Data for this task:
——————

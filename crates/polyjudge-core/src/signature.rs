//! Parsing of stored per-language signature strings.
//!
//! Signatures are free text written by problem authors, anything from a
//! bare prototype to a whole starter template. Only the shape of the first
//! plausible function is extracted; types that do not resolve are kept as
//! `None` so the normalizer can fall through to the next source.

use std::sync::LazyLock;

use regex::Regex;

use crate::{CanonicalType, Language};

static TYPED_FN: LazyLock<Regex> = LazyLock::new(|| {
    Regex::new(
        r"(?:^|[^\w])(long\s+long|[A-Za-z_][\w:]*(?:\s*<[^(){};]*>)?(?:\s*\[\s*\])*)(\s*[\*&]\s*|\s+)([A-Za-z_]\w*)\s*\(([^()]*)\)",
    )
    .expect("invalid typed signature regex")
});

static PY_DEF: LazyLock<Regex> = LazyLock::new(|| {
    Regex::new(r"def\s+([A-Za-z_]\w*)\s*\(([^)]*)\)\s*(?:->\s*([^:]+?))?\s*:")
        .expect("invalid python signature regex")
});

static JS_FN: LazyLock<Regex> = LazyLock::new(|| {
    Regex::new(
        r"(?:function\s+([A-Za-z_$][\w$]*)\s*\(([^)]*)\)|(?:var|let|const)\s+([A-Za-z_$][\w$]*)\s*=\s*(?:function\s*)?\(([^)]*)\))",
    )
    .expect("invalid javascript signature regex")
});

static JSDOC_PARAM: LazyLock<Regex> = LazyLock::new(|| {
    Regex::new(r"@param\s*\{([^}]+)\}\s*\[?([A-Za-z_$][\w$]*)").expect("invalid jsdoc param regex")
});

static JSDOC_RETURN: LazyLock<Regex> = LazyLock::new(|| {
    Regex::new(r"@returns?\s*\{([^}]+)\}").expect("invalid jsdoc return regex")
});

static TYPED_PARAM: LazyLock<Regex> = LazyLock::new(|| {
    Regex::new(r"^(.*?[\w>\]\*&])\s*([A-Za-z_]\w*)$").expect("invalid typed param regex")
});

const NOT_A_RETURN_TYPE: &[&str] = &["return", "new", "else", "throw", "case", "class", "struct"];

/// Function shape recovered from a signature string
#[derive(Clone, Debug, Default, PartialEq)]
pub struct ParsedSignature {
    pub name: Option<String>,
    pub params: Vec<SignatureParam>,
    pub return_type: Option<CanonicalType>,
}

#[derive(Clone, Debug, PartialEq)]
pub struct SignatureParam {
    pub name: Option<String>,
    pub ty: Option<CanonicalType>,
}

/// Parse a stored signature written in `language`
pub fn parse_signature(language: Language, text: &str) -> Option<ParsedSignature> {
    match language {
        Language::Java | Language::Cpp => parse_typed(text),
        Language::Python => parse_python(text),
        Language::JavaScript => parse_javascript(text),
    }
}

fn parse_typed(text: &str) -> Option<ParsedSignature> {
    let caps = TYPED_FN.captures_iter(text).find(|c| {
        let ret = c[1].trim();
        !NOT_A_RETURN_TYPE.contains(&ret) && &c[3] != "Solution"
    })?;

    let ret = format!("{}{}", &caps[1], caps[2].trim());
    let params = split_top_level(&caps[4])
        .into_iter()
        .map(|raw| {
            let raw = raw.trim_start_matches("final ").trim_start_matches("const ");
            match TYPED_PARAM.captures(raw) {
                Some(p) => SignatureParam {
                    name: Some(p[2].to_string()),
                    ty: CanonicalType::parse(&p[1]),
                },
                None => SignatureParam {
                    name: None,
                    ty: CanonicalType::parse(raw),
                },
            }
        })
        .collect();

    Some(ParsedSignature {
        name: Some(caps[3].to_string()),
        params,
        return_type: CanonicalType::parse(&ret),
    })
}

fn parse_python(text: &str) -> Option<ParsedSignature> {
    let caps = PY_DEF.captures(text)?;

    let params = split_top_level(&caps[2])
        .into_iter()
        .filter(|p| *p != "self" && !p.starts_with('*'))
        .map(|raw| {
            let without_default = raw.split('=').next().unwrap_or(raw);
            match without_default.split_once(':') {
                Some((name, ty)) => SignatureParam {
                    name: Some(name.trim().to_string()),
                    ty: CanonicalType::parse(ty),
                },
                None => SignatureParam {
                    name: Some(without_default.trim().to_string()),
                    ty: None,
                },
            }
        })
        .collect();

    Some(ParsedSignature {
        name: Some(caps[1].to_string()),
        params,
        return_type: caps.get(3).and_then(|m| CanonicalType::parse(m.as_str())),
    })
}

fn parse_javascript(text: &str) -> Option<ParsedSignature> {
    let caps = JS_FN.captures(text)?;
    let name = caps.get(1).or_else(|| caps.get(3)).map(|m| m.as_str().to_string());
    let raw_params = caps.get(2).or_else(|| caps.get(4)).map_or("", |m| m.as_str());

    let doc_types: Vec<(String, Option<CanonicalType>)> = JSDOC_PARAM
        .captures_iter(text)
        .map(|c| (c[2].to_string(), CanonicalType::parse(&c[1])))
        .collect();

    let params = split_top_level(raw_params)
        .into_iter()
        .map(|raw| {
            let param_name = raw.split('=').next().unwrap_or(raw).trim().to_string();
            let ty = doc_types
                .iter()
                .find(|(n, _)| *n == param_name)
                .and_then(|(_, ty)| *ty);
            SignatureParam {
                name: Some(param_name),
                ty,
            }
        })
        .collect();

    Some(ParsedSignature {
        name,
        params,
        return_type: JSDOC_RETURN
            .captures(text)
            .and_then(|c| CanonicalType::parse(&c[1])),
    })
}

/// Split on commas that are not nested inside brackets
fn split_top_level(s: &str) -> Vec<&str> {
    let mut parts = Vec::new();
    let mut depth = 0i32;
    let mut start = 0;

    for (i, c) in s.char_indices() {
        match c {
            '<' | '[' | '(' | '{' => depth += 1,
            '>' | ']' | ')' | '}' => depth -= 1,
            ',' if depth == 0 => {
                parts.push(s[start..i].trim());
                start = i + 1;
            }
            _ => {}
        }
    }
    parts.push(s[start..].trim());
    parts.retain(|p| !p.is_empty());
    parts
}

——————

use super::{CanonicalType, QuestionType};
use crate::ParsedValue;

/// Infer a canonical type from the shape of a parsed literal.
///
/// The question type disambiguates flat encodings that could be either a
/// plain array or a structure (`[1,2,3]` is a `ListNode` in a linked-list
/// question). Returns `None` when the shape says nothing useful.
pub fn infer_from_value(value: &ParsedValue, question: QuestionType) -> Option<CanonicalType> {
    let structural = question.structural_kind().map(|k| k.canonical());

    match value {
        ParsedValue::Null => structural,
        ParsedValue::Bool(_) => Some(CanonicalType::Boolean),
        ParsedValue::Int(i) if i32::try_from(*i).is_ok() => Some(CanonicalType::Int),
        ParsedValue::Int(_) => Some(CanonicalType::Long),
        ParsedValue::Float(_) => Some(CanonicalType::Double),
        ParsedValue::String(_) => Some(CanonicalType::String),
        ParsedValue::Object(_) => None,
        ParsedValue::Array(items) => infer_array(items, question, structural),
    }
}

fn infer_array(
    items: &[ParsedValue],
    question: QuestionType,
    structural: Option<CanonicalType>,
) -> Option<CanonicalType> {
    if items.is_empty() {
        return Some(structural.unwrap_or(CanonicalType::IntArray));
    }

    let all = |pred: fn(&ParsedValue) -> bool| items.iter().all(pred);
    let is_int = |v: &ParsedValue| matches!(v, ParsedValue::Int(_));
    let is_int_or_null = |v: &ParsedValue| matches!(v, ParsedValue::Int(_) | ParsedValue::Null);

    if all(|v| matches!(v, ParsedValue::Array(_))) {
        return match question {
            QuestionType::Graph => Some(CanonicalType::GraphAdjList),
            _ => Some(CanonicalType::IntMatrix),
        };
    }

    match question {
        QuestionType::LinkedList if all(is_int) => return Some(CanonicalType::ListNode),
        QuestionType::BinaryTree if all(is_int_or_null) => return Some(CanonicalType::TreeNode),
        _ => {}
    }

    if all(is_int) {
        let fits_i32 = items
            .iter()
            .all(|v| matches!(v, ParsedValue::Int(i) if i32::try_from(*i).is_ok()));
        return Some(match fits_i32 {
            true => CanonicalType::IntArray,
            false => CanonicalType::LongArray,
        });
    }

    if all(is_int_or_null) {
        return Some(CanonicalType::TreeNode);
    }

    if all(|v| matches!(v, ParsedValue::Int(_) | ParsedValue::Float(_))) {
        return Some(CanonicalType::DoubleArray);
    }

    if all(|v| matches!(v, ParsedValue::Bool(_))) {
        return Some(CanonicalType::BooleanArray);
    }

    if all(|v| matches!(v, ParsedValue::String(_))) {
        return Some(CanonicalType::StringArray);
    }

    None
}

——————

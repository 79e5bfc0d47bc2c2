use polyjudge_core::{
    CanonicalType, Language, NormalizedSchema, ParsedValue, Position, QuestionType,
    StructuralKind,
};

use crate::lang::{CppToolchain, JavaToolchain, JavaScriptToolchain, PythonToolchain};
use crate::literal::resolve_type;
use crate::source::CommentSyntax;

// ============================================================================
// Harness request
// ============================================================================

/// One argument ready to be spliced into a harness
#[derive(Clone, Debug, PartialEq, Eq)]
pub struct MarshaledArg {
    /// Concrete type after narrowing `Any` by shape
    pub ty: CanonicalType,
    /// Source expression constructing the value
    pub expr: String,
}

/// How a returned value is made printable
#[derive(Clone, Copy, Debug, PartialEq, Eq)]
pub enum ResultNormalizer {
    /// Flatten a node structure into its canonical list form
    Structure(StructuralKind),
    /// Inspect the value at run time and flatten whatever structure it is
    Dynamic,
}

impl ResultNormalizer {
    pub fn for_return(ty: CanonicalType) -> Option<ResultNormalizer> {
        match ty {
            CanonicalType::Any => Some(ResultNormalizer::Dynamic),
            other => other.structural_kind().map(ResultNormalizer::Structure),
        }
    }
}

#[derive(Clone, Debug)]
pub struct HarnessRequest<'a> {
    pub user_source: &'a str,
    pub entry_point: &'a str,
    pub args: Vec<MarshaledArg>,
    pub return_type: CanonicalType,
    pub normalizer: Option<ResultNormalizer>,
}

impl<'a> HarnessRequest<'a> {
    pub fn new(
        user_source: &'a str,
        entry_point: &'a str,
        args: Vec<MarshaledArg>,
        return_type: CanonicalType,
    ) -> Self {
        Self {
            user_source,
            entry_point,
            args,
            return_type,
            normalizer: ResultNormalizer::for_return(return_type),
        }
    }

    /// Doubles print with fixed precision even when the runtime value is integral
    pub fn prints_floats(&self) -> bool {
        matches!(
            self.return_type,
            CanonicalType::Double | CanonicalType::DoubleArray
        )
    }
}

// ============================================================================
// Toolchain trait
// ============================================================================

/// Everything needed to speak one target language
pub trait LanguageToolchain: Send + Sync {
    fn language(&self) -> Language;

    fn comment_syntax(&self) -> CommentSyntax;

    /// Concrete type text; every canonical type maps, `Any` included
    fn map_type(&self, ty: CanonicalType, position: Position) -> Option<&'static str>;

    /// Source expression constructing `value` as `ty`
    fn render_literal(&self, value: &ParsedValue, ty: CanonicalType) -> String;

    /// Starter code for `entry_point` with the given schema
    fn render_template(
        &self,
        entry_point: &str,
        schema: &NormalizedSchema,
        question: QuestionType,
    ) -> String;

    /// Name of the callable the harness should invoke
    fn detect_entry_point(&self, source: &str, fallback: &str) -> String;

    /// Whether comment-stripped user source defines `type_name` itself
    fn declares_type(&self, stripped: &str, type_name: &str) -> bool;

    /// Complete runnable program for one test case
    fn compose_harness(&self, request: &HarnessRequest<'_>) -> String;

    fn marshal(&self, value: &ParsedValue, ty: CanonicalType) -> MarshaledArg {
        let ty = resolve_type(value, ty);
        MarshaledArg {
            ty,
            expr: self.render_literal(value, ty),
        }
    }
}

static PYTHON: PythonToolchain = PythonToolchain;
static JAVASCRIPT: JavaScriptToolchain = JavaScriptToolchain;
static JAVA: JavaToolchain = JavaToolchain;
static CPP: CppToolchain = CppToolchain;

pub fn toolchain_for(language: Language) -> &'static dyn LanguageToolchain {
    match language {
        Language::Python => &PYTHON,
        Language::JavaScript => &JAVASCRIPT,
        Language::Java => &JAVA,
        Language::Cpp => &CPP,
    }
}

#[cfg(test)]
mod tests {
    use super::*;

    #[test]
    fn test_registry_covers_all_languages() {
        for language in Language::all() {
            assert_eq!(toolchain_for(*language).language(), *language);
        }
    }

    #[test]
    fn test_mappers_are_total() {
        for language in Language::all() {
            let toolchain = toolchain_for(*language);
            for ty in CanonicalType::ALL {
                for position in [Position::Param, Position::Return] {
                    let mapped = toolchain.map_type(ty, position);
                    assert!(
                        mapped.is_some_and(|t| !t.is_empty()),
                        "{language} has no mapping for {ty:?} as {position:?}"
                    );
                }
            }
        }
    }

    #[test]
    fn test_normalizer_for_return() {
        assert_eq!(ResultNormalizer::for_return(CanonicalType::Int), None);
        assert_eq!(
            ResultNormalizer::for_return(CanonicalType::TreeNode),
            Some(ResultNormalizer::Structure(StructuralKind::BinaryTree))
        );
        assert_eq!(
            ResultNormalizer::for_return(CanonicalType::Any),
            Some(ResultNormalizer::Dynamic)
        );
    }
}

——————

What is expected: Locate the word "CppToolchain" in the records and collect each line it appears in.

Response to the exercise:
use crate::lang::{CppToolchain, JavaToolchain, JavaScriptToolchain, PythonToolchain};
static CPP: CppToolchain = CppToolchain;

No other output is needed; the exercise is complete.